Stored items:
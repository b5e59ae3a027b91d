//! Call-scoped options threaded through every encode/decode call.
//!
//! `Options` is an immutable string-keyed map.  The core layer recognises
//! three keys (see the `OPT_*` constants); anything else is carried
//! untouched for user-registered codecs to consume.  There is no ambient
//! or global configuration — callers pass an `Options` value explicitly.

use std::collections::BTreeMap;
use thiserror::Error;

/// Prefer timestamp encoding for date/time-like input (bool).
pub const OPT_DATETIME:  &str = "datetime";
/// Decode-time timestamp projection, integer 0-3 (see [`TimestampMode`]).
pub const OPT_TIMESTAMP: &str = "timestamp";
/// Wire-layout selector for the pin kind, integer 1-3 (see [`PinLayout`]).
pub const OPT_PIN:       &str = "pin";

#[derive(Debug, Clone, PartialEq)]
pub enum OptValue {
    Bool(bool),
    Int(i64),
    Str(String),
}

#[derive(Error, Debug, PartialEq, Eq)]
pub enum OptionsError {
    #[error("option `{key}` out of range: {value}")]
    OutOfRange { key: &'static str, value: i64 },
    #[error("option `{key}` has the wrong type")]
    WrongType { key: &'static str },
}

#[derive(Debug, Clone, Default, PartialEq)]
pub struct Options {
    entries: BTreeMap<String, OptValue>,
}

impl Options {
    pub fn new() -> Self {
        Self::default()
    }

    pub fn with_bool(mut self, key: impl Into<String>, value: bool) -> Self {
        self.entries.insert(key.into(), OptValue::Bool(value));
        self
    }

    pub fn with_int(mut self, key: impl Into<String>, value: i64) -> Self {
        self.entries.insert(key.into(), OptValue::Int(value));
        self
    }

    pub fn with_str(mut self, key: impl Into<String>, value: impl Into<String>) -> Self {
        self.entries.insert(key.into(), OptValue::Str(value.into()));
        self
    }

    pub fn get(&self, key: &str) -> Option<&OptValue> {
        self.entries.get(key)
    }

    /// True only if the key is present, boolean and set.
    pub fn bool_flag(&self, key: &str) -> bool {
        matches!(self.entries.get(key), Some(OptValue::Bool(true)))
    }

    fn int_opt(&self, key: &'static str) -> Result<Option<i64>, OptionsError> {
        match self.entries.get(key) {
            None => Ok(None),
            Some(OptValue::Int(v)) => Ok(Some(*v)),
            Some(_) => Err(OptionsError::WrongType { key }),
        }
    }

    /// The `datetime` flag: prefer the timestamp wrapper for date/time input.
    pub fn datetime(&self) -> bool {
        self.bool_flag(OPT_DATETIME)
    }

    /// The `timestamp` projection mode; absent means [`TimestampMode::Timestamp`].
    pub fn timestamp_mode(&self) -> Result<TimestampMode, OptionsError> {
        match self.int_opt(OPT_TIMESTAMP)? {
            None => Ok(TimestampMode::Timestamp),
            Some(raw) => TimestampMode::from_i64(raw)
                .ok_or(OptionsError::OutOfRange { key: OPT_TIMESTAMP, value: raw }),
        }
    }

    /// The `pin` layout selector; absent means no layout was chosen.
    pub fn pin_layout(&self) -> Result<Option<PinLayout>, OptionsError> {
        match self.int_opt(OPT_PIN)? {
            None => Ok(None),
            Some(raw) => PinLayout::from_i64(raw)
                .map(Some)
                .ok_or(OptionsError::OutOfRange { key: OPT_PIN, value: raw }),
        }
    }
}

/// How a decoded timestamp payload is projected back to the caller.
/// Purely a post-decode view; never affects the bytes consumed.
#[derive(Debug, Clone, Copy, PartialEq, Eq)]
pub enum TimestampMode {
    /// 0 (or absent): the `Timestamp` value itself.
    Timestamp,
    /// 1: unix seconds as a float.
    UnixFloat,
    /// 2: unix nanoseconds as an integer.
    UnixNano,
    /// 3: a timezone-aware datetime.
    DateTime,
}

impl TimestampMode {
    pub fn from_i64(raw: i64) -> Option<Self> {
        match raw {
            0 => Some(TimestampMode::Timestamp),
            1 => Some(TimestampMode::UnixFloat),
            2 => Some(TimestampMode::UnixNano),
            3 => Some(TimestampMode::DateTime),
            _ => None,
        }
    }
}

/// Which of the three pin wire layouts to use.
#[derive(Debug, Clone, Copy, PartialEq, Eq)]
pub enum PinLayout {
    /// 1: single-byte numeric id.
    Id,
    /// 2: UTF-8 name string.
    Name,
    /// 3: numeric id plus port name.
    PortPin,
}

impl PinLayout {
    pub fn from_i64(raw: i64) -> Option<Self> {
        match raw {
            1 => Some(PinLayout::Id),
            2 => Some(PinLayout::Name),
            3 => Some(PinLayout::PortPin),
            _ => None,
        }
    }
}

#[cfg(test)]
mod tests {
    use super::*;

    #[test]
    fn timestamp_mode_defaults_and_bounds() {
        assert_eq!(Options::new().timestamp_mode(), Ok(TimestampMode::Timestamp));
        let o = Options::new().with_int(OPT_TIMESTAMP, 2);
        assert_eq!(o.timestamp_mode(), Ok(TimestampMode::UnixNano));
        let o = Options::new().with_int(OPT_TIMESTAMP, 4);
        assert_eq!(
            o.timestamp_mode(),
            Err(OptionsError::OutOfRange { key: OPT_TIMESTAMP, value: 4 })
        );
    }

    #[test]
    fn wrong_type_is_not_silently_coerced() {
        let o = Options::new().with_str(OPT_TIMESTAMP, "2");
        assert_eq!(o.timestamp_mode(), Err(OptionsError::WrongType { key: OPT_TIMESTAMP }));
        // A non-bool `datetime` never turns the flag on.
        let o = Options::new().with_int(OPT_DATETIME, 1);
        assert!(!o.datetime());
    }

    #[test]
    fn pin_layout_selector() {
        assert_eq!(Options::new().pin_layout(), Ok(None));
        let o = Options::new().with_int(OPT_PIN, 3);
        assert_eq!(o.pin_layout(), Ok(Some(PinLayout::PortPin)));
        let o = Options::new().with_int(OPT_PIN, 0);
        assert!(o.pin_layout().is_err());
    }
}
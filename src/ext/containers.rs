//! Set and tuple wrapper codecs.
//!
//! Neither kind is natively distinguishable on the wire, so both are
//! carried as a plain array and delegate full recursive encoding to the
//! wire codec.  The array carrier is native — the dispatcher can never
//! reclassify it as a set or tuple again, which structurally rules out
//! the wrapper recursing into itself.
//!
//! A set drops duplicate elements on encode and compares by membership
//! after decode; a tuple preserves element order and count exactly.

use crate::ext::{ExtCodec, ExtError, ExtensionRegistry, TAG_SET, TAG_TUPLE};
use crate::options::Options;
use crate::value::{dedup, Value};
use crate::wire;

fn decode_sequence(
    payload: &[u8],
    registry: &ExtensionRegistry,
    options: &Options,
) -> Result<Vec<Value>, ExtError> {
    // Inner wire errors propagate unchanged.
    match wire::decode_value(payload, registry, options)? {
        Value::Array(items) => Ok(items),
        other => Err(ExtError::BadPayload(format!(
            "container payload decoded to {}, expected an array",
            other.kind()
        ))),
    }
}

pub struct SetCodec;

impl ExtCodec for SetCodec {
    fn tag(&self) -> i8 {
        TAG_SET
    }

    fn name(&self) -> &'static str {
        "set"
    }

    fn encode(
        &self,
        value: &Value,
        registry: &ExtensionRegistry,
        options: &Options,
    ) -> Result<Vec<u8>, ExtError> {
        let items = match value {
            Value::Set(items) => items,
            other => {
                return Err(ExtError::Unsupported(format!(
                    "set codec cannot encode a {} value",
                    other.kind()
                )))
            }
        };
        let carrier = Value::Array(dedup(items.iter().cloned()));
        Ok(wire::encode_value(&carrier, registry, options)?)
    }

    fn decode(
        &self,
        payload: &[u8],
        registry: &ExtensionRegistry,
        options: &Options,
    ) -> Result<Value, ExtError> {
        Ok(Value::set(decode_sequence(payload, registry, options)?))
    }
}

pub struct TupleCodec;

impl ExtCodec for TupleCodec {
    fn tag(&self) -> i8 {
        TAG_TUPLE
    }

    fn name(&self) -> &'static str {
        "tuple"
    }

    fn encode(
        &self,
        value: &Value,
        registry: &ExtensionRegistry,
        options: &Options,
    ) -> Result<Vec<u8>, ExtError> {
        let items = match value {
            Value::Tuple(items) => items,
            other => {
                return Err(ExtError::Unsupported(format!(
                    "tuple codec cannot encode a {} value",
                    other.kind()
                )))
            }
        };
        let carrier = Value::Array(items.clone());
        Ok(wire::encode_value(&carrier, registry, options)?)
    }

    fn decode(
        &self,
        payload: &[u8],
        registry: &ExtensionRegistry,
        options: &Options,
    ) -> Result<Value, ExtError> {
        Ok(Value::Tuple(decode_sequence(payload, registry, options)?))
    }
}
//! Complex-number codec: two big-endian f32, exactly 8 bytes.

use byteorder::{BigEndian, ByteOrder};

use crate::ext::{ExtCodec, ExtError, ExtensionRegistry, TAG_COMPLEX};
use crate::options::Options;
use crate::value::Value;

pub struct ComplexCodec;

impl ExtCodec for ComplexCodec {
    fn tag(&self) -> i8 {
        TAG_COMPLEX
    }

    fn name(&self) -> &'static str {
        "complex"
    }

    fn encode(
        &self,
        value: &Value,
        _registry: &ExtensionRegistry,
        _options: &Options,
    ) -> Result<Vec<u8>, ExtError> {
        match value {
            Value::Complex { re, im } => {
                let mut buf = [0u8; 8];
                BigEndian::write_f32(&mut buf[..4], *re);
                BigEndian::write_f32(&mut buf[4..], *im);
                Ok(buf.to_vec())
            }
            other => Err(ExtError::Unsupported(format!(
                "complex codec cannot encode a {} value",
                other.kind()
            ))),
        }
    }

    fn decode(
        &self,
        payload: &[u8],
        _registry: &ExtensionRegistry,
        _options: &Options,
    ) -> Result<Value, ExtError> {
        if payload.len() != 8 {
            return Err(ExtError::BadPayload(format!(
                "complex payload must be 8 bytes, got {}",
                payload.len()
            )));
        }
        Ok(Value::Complex {
            re: BigEndian::read_f32(&payload[..4]),
            im: BigEndian::read_f32(&payload[4..]),
        })
    }
}
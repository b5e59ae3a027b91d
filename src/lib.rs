pub mod value;
pub mod options;
pub mod wire;
pub mod ext;

pub use value::{Value, Pin};
pub use options::{Options, TimestampMode, PinLayout, OptionsError};
pub use wire::{encode_value, decode_value, EncodeError, DecodeError};
pub use ext::{dispatch, ExtCodec, ExtError, ExtensionRegistry, Wrapper};
pub use ext::timestamp::{Timestamp, TimestampError};
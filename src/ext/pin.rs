//! Pass-through wrappers for hardware pin identifiers.
//!
//! Three layouts, selected per call via the `pin` option (the dispatcher
//! refuses a pin value when the selector is absent).  The numeric layout
//! carries no port, so decoding it yields a pin with an empty port.

use crate::ext::{ExtCodec, ExtError, ExtensionRegistry, TAG_PIN_ID, TAG_PIN_NAME, TAG_PIN_PORT};
use crate::options::Options;
use crate::value::{Pin, Value};

fn expect_pin<'v>(value: &'v Value, codec: &'static str) -> Result<&'v Pin, ExtError> {
    match value {
        Value::Pin(p) => Ok(p),
        other => Err(ExtError::Unsupported(format!(
            "{codec} codec cannot encode a {} value",
            other.kind()
        ))),
    }
}

/// Tag 0x53: single-byte numeric pin id.
pub struct PinIdCodec;

impl ExtCodec for PinIdCodec {
    fn tag(&self) -> i8 {
        TAG_PIN_ID
    }

    fn name(&self) -> &'static str {
        "pin-id"
    }

    fn encode(
        &self,
        value: &Value,
        _registry: &ExtensionRegistry,
        _options: &Options,
    ) -> Result<Vec<u8>, ExtError> {
        Ok(vec![expect_pin(value, "pin-id")?.id()])
    }

    fn decode(
        &self,
        payload: &[u8],
        _registry: &ExtensionRegistry,
        _options: &Options,
    ) -> Result<Value, ExtError> {
        match payload {
            [id] => Ok(Value::Pin(Pin::from_id(*id))),
            _ => Err(ExtError::BadPayload(format!(
                "pin-id payload must be 1 byte, got {}",
                payload.len()
            ))),
        }
    }
}

/// Tag 0x54: UTF-8 pin name, e.g. `"A5"`.
pub struct PinNameCodec;

impl ExtCodec for PinNameCodec {
    fn tag(&self) -> i8 {
        TAG_PIN_NAME
    }

    fn name(&self) -> &'static str {
        "pin-name"
    }

    fn encode(
        &self,
        value: &Value,
        _registry: &ExtensionRegistry,
        _options: &Options,
    ) -> Result<Vec<u8>, ExtError> {
        Ok(expect_pin(value, "pin-name")?.name().into_bytes())
    }

    fn decode(
        &self,
        payload: &[u8],
        _registry: &ExtensionRegistry,
        _options: &Options,
    ) -> Result<Value, ExtError> {
        let name = std::str::from_utf8(payload)
            .map_err(|_| ExtError::BadPayload("pin-name payload is not UTF-8".into()))?;
        let pin = Pin::from_name(name).ok_or_else(|| {
            ExtError::BadPayload(format!("pin-name payload {name:?} has no pin number"))
        })?;
        Ok(Value::Pin(pin))
    }
}

/// Tag 0x55: pin id byte followed by the port name.
pub struct PinPortCodec;

impl ExtCodec for PinPortCodec {
    fn tag(&self) -> i8 {
        TAG_PIN_PORT
    }

    fn name(&self) -> &'static str {
        "pin-port"
    }

    fn encode(
        &self,
        value: &Value,
        _registry: &ExtensionRegistry,
        _options: &Options,
    ) -> Result<Vec<u8>, ExtError> {
        let pin = expect_pin(value, "pin-port")?;
        let mut buf = Vec::with_capacity(1 + pin.port.len());
        buf.push(pin.id());
        buf.extend_from_slice(pin.port.as_bytes());
        Ok(buf)
    }

    fn decode(
        &self,
        payload: &[u8],
        _registry: &ExtensionRegistry,
        _options: &Options,
    ) -> Result<Value, ExtError> {
        let (id, port) = payload
            .split_first()
            .ok_or_else(|| ExtError::BadPayload("pin-port payload is empty".into()))?;
        let port = std::str::from_utf8(port)
            .map_err(|_| ExtError::BadPayload("pin-port name is not UTF-8".into()))?;
        Ok(Value::Pin(Pin::new(port, *id)))
    }
}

* Try it *
Across the data, find each line that has "entries" in it and copy that line.

* Your response *
    entries: BTreeMap<String, OptValue>,
        self.entries.insert(key.into(), OptValue::Bool(value));
        self.entries.insert(key.into(), OptValue::Int(value));
        self.entries.insert(key.into(), OptValue::Str(value.into()));
        self.entries.get(key)
        matches!(self.entries.get(key), Some(OptValue::Bool(true)))
        match self.entries.get(key) {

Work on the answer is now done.